Herbert Krüger ist seit 75 Jahren Mitglied in der IGBCE

Jubiläum

LÜNEN-SÜD Doppelten Grund zur Freude hatte Herbert Krüger, der am Samstag seinen 90. Geburtstag feierte und für seine 75-jährige Mitgliedschaft in der Gewerkschaft geehrt wurde.

von Von Volker Beuckelmann

, 26.07.2009, 16:59 Uhr / Lesedauer: 1 min
Ein seltenes Ereignis feierte Herbert Krüger (2.v.l.), der seit 75 Jahren Gewerkschaftsmitglied ist. Darüber freuten sich Detlef Freyer (l.) und Helmut Grätz (r., beide IGBCE) sowie Pfarrerin Andrea Ohm.

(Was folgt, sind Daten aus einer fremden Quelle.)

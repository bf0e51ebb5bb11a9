// src/feed/render.rs

//! Feed document rendering.
//!
//! RSS 2.0 and Atom 1.0 are written with `quick_xml`; the JSON Feed is a
//! straight serde serialization. All three are rendered from the same
//! channel metadata and item list.

use chrono::DateTime;
use quick_xml::Writer;
use quick_xml::events::{BytesDecl, BytesEnd, BytesStart, BytesText, Event};
use serde::Serialize;

use crate::error::{AppError, Result};
use crate::feed::{FeedChannel, FeedItem};

/// Render an RSS 2.0 document.
pub fn rss(channel: &FeedChannel, items: &[FeedItem]) -> Result<String> {
    let mut writer = Writer::new_with_indent(Vec::new(), b' ', 2);
    writer.write_event(Event::Decl(BytesDecl::new("1.0", Some("utf-8"), None)))?;

    let mut rss_start = BytesStart::new("rss");
    rss_start.push_attribute(("version", "2.0"));
    writer.write_event(Event::Start(rss_start))?;
    writer.write_event(Event::Start(BytesStart::new("channel")))?;

    write_text_element(&mut writer, "title", &channel.title)?;
    write_text_element(&mut writer, "link", &channel.link)?;
    write_text_element(&mut writer, "description", &channel.description)?;

    for item in items {
        writer.write_event(Event::Start(BytesStart::new("item")))?;

        let mut guid = BytesStart::new("guid");
        guid.push_attribute(("isPermaLink", "false"));
        writer.write_event(Event::Start(guid))?;
        writer.write_event(Event::Text(BytesText::new(&item.id)))?;
        writer.write_event(Event::End(BytesEnd::new("guid")))?;

        write_text_element(&mut writer, "title", &item.title)?;
        write_text_element(&mut writer, "link", &item.link)?;
        write_text_element(&mut writer, "description", &item.description)?;
        write_text_element(
            &mut writer,
            "author",
            &format!("{} ({})", channel.author_email, channel.author_name),
        )?;
        write_text_element(&mut writer, "pubDate", &rfc2822(item.published))?;

        writer.write_event(Event::End(BytesEnd::new("item")))?;
    }

    writer.write_event(Event::End(BytesEnd::new("channel")))?;
    writer.write_event(Event::End(BytesEnd::new("rss")))?;

    into_string(writer)
}

/// Render an Atom 1.0 document.
pub fn atom(channel: &FeedChannel, items: &[FeedItem]) -> Result<String> {
    let mut writer = Writer::new_with_indent(Vec::new(), b' ', 2);
    writer.write_event(Event::Decl(BytesDecl::new("1.0", Some("utf-8"), None)))?;

    let mut feed_start = BytesStart::new("feed");
    feed_start.push_attribute(("xmlns", "http://www.w3.org/2005/Atom"));
    writer.write_event(Event::Start(feed_start))?;

    write_text_element(&mut writer, "title", &channel.title)?;
    write_text_element(&mut writer, "id", &channel.link)?;
    write_text_element(&mut writer, "subtitle", &channel.description)?;

    // The feed-level updated element reflects the newest item.
    let updated = items.iter().map(|i| i.published).max().unwrap_or(0);
    write_text_element(&mut writer, "updated", &rfc3339(updated))?;

    let mut link = BytesStart::new("link");
    link.push_attribute(("rel", "alternate"));
    link.push_attribute(("href", channel.link.as_str()));
    writer.write_event(Event::Empty(link))?;

    writer.write_event(Event::Start(BytesStart::new("author")))?;
    write_text_element(&mut writer, "name", &channel.author_name)?;
    write_text_element(&mut writer, "email", &channel.author_email)?;
    writer.write_event(Event::End(BytesEnd::new("author")))?;

    for item in items {
        writer.write_event(Event::Start(BytesStart::new("entry")))?;

        write_text_element(&mut writer, "id", &item.id)?;
        write_text_element(&mut writer, "title", &item.title)?;

        let mut entry_link = BytesStart::new("link");
        entry_link.push_attribute(("rel", "alternate"));
        entry_link.push_attribute(("href", item.link.as_str()));
        writer.write_event(Event::Empty(entry_link))?;

        write_text_element(&mut writer, "published", &rfc3339(item.published))?;
        write_text_element(&mut writer, "updated", &rfc3339(item.published))?;
        write_text_element(&mut writer, "summary", &item.description)?;

        writer.write_event(Event::End(BytesEnd::new("entry")))?;
    }

    writer.write_event(Event::End(BytesEnd::new("feed")))?;

    into_string(writer)
}

/// Render a JSON Feed 1.1 document.
pub fn json_feed(channel: &FeedChannel, items: &[FeedItem]) -> Result<String> {
    let doc = JsonFeedDoc {
        version: "https://jsonfeed.org/version/1.1",
        title: &channel.title,
        home_page_url: &channel.link,
        description: &channel.description,
        authors: vec![JsonAuthor {
            name: &channel.author_name,
        }],
        items: items
            .iter()
            .map(|item| JsonFeedItem {
                id: &item.id,
                url: &item.link,
                title: &item.title,
                content_text: &item.description,
                date_published: rfc3339(item.published),
            })
            .collect(),
    };
    Ok(serde_json::to_string_pretty(&doc)?)
}

#[derive(Serialize)]
struct JsonFeedDoc<'a> {
    version: &'static str,
    title: &'a str,
    home_page_url: &'a str,
    description: &'a str,
    authors: Vec<JsonAuthor<'a>>,
    items: Vec<JsonFeedItem<'a>>,
}

#[derive(Serialize)]
struct JsonAuthor<'a> {
    name: &'a str,
}

#[derive(Serialize)]
struct JsonFeedItem<'a> {
    id: &'a str,
    url: &'a str,
    title: &'a str,
    content_text: &'a str,
    date_published: String,
}

/// Write `<name>text</name>` with sanitized text content.
fn write_text_element(writer: &mut Writer<Vec<u8>>, name: &str, text: &str) -> Result<()> {
    writer.write_event(Event::Start(BytesStart::new(name)))?;
    writer.write_event(Event::Text(BytesText::new(&sanitize_text(text))))?;
    writer.write_event(Event::End(BytesEnd::new(name)))?;
    Ok(())
}

/// Strip control characters that are invalid in XML. Tab, LF and CR stay.
fn sanitize_text(input: &str) -> String {
    input
        .chars()
        .filter(|&c| {
            let code = c as u32;
            code == 0x09 || code == 0x0A || code == 0x0D || code >= 0x20
        })
        .collect()
}

fn into_string(writer: Writer<Vec<u8>>) -> Result<String> {
    String::from_utf8(writer.into_inner()).map_err(|e| AppError::parse("feed render", e))
}

fn rfc2822(timestamp: i64) -> String {
    DateTime::from_timestamp(timestamp, 0)
        .map(|dt| dt.to_rfc2822())
        .unwrap_or_default()
}

fn rfc3339(timestamp: i64) -> String {
    DateTime::from_timestamp(timestamp, 0)
        .map(|dt| dt.to_rfc3339())
        .unwrap_or_default()
}

#[cfg(test)]
mod tests {
    use super::*;

    fn channel() -> FeedChannel {
        FeedChannel {
            title: "Berliner Polizeimeldungen".to_string(),
            link: "https://www.berlin.de/polizei/polizeimeldungen/".to_string(),
            description: "Ein Feed für Berliner Polizeimeldungen".to_string(),
            author_name: "Presseabteilung".to_string(),
            author_email: "pressestelle@polizei.berlin.de".to_string(),
        }
    }

    fn item() -> FeedItem {
        FeedItem {
            id: "abcd1234abcd1234".to_string(),
            title: "Einbruch <mit Sonderzeichen> & Umlauten".to_string(),
            link: "https://www.berlin.de/x".to_string(),
            description: "Desc\n\nLocation: Mitte".to_string(),
            published: 1588334400,
        }
    }

    /// Walk the document with the pull parser; any malformed XML errors out.
    fn assert_well_formed(xml: &str) {
        let mut reader = quick_xml::Reader::from_str(xml);
        loop {
            match reader.read_event() {
                Ok(quick_xml::events::Event::Eof) => break,
                Ok(_) => {}
                Err(e) => panic!("malformed XML: {e}"),
            }
        }
    }

    #[test]
    fn rss_contains_item_fields_and_escapes() {
        let xml = rss(&channel(), &[item()]).unwrap();
        assert_well_formed(&xml);
        assert!(xml.contains(r#"<rss version="2.0">"#));
        assert!(xml.contains(r#"<guid isPermaLink="false">abcd1234abcd1234</guid>"#));
        assert!(xml.contains("&lt;mit Sonderzeichen&gt; &amp; Umlauten"));
        assert!(xml.contains("Location: Mitte"));
        assert!(xml.contains("pressestelle@polizei.berlin.de (Presseabteilung)"));
    }

    #[test]
    fn rss_pubdate_matches_occurrence_time() {
        let xml = rss(&channel(), &[item()]).unwrap();
        let expected = DateTime::from_timestamp(1588334400, 0).unwrap().to_rfc2822();
        assert!(xml.contains(&expected));
    }

    #[test]
    fn atom_carries_entry_id_and_published() {
        let xml = atom(&channel(), &[item()]).unwrap();
        assert_well_formed(&xml);
        assert!(xml.contains(r#"<feed xmlns="http://www.w3.org/2005/Atom">"#));
        assert!(xml.contains("<id>abcd1234abcd1234</id>"));
        let expected = DateTime::from_timestamp(1588334400, 0).unwrap().to_rfc3339();
        assert!(xml.contains(&format!("<published>{expected}</published>")));
    }

    #[test]
    fn empty_feeds_are_still_well_formed() {
        assert_well_formed(&rss(&channel(), &[]).unwrap());
        assert_well_formed(&atom(&channel(), &[]).unwrap());
        let json: serde_json::Value =
            serde_json::from_str(&json_feed(&channel(), &[]).unwrap()).unwrap();
        assert_eq!(json["version"], "https://jsonfeed.org/version/1.1");
    }

    #[test]
    fn json_feed_round_trips_item_fields() {
        let json: serde_json::Value =
            serde_json::from_str(&json_feed(&channel(), &[item()]).unwrap()).unwrap();
        assert_eq!(json["items"][0]["id"], "abcd1234abcd1234");
        assert_eq!(json["items"][0]["url"], "https://www.berlin.de/x");
        let expected = DateTime::from_timestamp(1588334400, 0).unwrap().to_rfc3339();
        assert_eq!(json["items"][0]["date_published"], expected.as_str());
    }

    #[test]
    fn sanitize_strips_control_characters() {
        assert_eq!(sanitize_text("a\u{0}b\tc\n"), "ab\tc\n");
    }
}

Ein seltenes Ereignis feierte Herbert Krüger (2.v.l.), der seit 75 Jahren Gewerkschaftsmitglied ist. Darüber freuten sich Detlef Freyer (l.) und Helmut Grätz (r., beide IGBCE) sowie Pfarrerin Andrea Ohm.

1934 ist Herbert Krüger, der sein Leben lang in Lünen-Süd wohnt, in die damalige Deutsche Arbeiterfront als Einheitsgewerkschaft eingetreten. „Mit 14 Jahren bin ich auf dem Bau angefangen“, so Krüger, der im 2. Weltkrieg Bordfunker war auf einer Junkers JU 52 und zwei Mal abgeschossen wurde. Nach kurzer amerikanischer Kriegsgefangenschaft begann er 1945 seine Tätigkeit auf der Kokerei der ehemaligen Zeche Gneisenau in Dortmund-Derne und wurde im Laufe der Jahre Vorarbeiter. Auch hier hatte er einen „Schutzengel“ bei einem Arbeitsunfall am Bein. 1950 heiratete er seine Frau Edith, die ihm einen Sohn schenkte. 1977 ging Herbert Krüger mit 58 Jahren in den Vorruhestand.